** LISTED RECORDS follows **

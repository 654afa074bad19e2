//! The confined evaluator: compilation entry points that refuse to run
//! until the environment they close over has been locked down.
//!
//! All entry points share one [`EvalCore`]. Its state starts `Dirty` and
//! moves to `Locked` exactly once, when a lockdown pass ends with an
//! acceptable verdict. Until then every operation fails, which is the
//! fail-closed posture: an untamed graph is never evaluated against.

use std::cell::Cell;
use std::rc::Rc;
use std::sync::OnceLock;

use primlock_heap::{
    format_num, same_value, Heap, ObjId, Program, PropertyDescriptor, RuntimeError, Value,
};
use regex::Regex;

use crate::collab::SourceChecks;
use crate::defender;
use crate::error::{EvalError, LockdownError};
use crate::scope::{make_scope_record, MissingNamePolicy};

/// Largest number exactly representable as a count.
pub const MAX_NAT: f64 = 9_007_199_254_740_991.0;

#[derive(Debug, Clone, Copy, PartialEq, Eq)]
pub enum VatState {
    Dirty,
    Locked,
}

#[derive(Debug, Clone, Default)]
pub struct EvalOptions {
    pub missing_name: MissingNamePolicy,
}

pub(crate) struct EvalCore {
    state: Cell<VatState>,
    shared_imports: ObjId,
    checks: Box<dyn SourceChecks>,
    options: EvalOptions,
}

impl EvalCore {
    pub(crate) fn new(
        shared_imports: ObjId,
        checks: Box<dyn SourceChecks>,
        options: EvalOptions,
    ) -> Rc<Self> {
        Rc::new(Self { state: Cell::new(VatState::Dirty), shared_imports, checks, options })
    }

    pub(crate) fn lock(&self) {
        self.state.set(VatState::Locked);
    }

    pub(crate) fn state(&self) -> VatState {
        self.state.get()
    }

    fn ensure_locked(&self) -> Result<(), EvalError> {
        match self.state.get() {
            VatState::Locked => Ok(()),
            VatState::Dirty => Err(EvalError::NotLocked),
        }
    }

    fn fresh_imports(&self, heap: &mut Heap) -> ObjId {
        heap.alloc(Some(self.shared_imports))
    }

    /// Runs a compiled program against a fresh scope record. Each
    /// invocation builds its own record, so a compiled program is freely
    /// reusable and reentrant across import records.
    fn run_compiled(
        &self,
        heap: &mut Heap,
        program: &Rc<Program>,
        names: &[String],
        imports_arg: Option<&Value>,
    ) -> Result<Value, RuntimeError> {
        self.ensure_locked().map_err(EvalError::into_runtime)?;
        let imports = match imports_arg {
            Some(Value::Obj(id)) => *id,
            Some(Value::Undefined) | None => self.fresh_imports(heap),
            Some(other) => {
                return Err(RuntimeError::type_error(format!(
                    "imports must be an object, got {}",
                    other.kind_name()
                )))
            }
        };
        let record = make_scope_record(heap, imports, names, self.options.missing_name)?;
        heap.eval_program(program, Some(record), Value::Undefined)
    }
}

** End of LISTED RECORDS **

▶ [TASK OBJECTIVE]: Search the material above for "Result". Pull out each line where it shows up.

▶ [TASK SOLUTION]:
    fn ensure_locked(&self) -> Result<(), EvalError> {
    ) -> Result<Value, RuntimeError> {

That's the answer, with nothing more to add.